Singtel AI-as-a-service. Singtel deployed various components of its AI factory (infrastructure, GPUs, data layers, and application layers) using cofinancing/build-operate-transfer models for GPUs or white-labeled higher-stack AI architectures.
Figure 3. Elisa Polystar solution and clients
These cases show that TaaS has moved beyond hype. PE investors can now actively pursue market opportunities where TaaS meaningfully enhances their investment strategies.

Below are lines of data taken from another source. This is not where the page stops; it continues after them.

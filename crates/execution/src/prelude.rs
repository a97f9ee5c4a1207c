//! Prelude module for convenient imports.
//!
//! This module re-exports the most commonly used types from the crate.
//!
//! # Example
//!
//! ```rust
//! use amm_execution::prelude::*;
//! ```

// Bank
pub use crate::bank::{Bank, BankError, MemoryBank, POOL_ACCOUNT};

// Emergency
pub use crate::emergency::{CircuitBreaker, CircuitBreakerStats, CircuitState};

// Errors
pub use crate::error::SwapError;

// Events
pub use crate::events::{
    DepositData, EventData, EventSink, ExactDirection, MemoryEventSink, SwapEvent, TradeData,
    TracingEventSink, WithdrawData,
};

// Hooks
pub use crate::hooks::{HookCall, Hooks, RecordingHooks, SwapHooks};

// Invariants
pub use crate::invariants::{Invariant, all_invariants};

// Manager
pub use crate::manager::{
    DepositOutcome, MemoryPoolManager, Outcome, PoolInfo, PoolManager, SwapOutcome,
    WithdrawOutcome,
};

// Params
pub use crate::params::{ParamSource, ParamStore};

A NEW SOURCING PARADIGM FOR PE OWNERS
As TaaS reshapes the telecom landscape, it offers PE investors a new approach to sourcing decisions. Instead of the traditional “build and own” model, TaaS enables a more flexible strategy, allowing for modular, on-demand technology acquisitions. To capitalize on this, PEs should adopt a clear make/buy/partner playbook:
Make only where economic advantage is durable and local (e.g., fiber buildouts in privileged territories, differentiated enterprise GTM, or unique data partnerships).
Buy standardized functions as-a-service (e.g., assurance/NOC [network operations centers] automation, over-the-top (OTT) video back end, developer API exposure, and 5G/MEC [multi-access edge computing] orchestration) — see Figure 4.
Partner to influence or control roadmaps, secure volume pricing, and co-market solutions where intellectual property (IP) remains strategic (e.g., Liberty Global and Infosys).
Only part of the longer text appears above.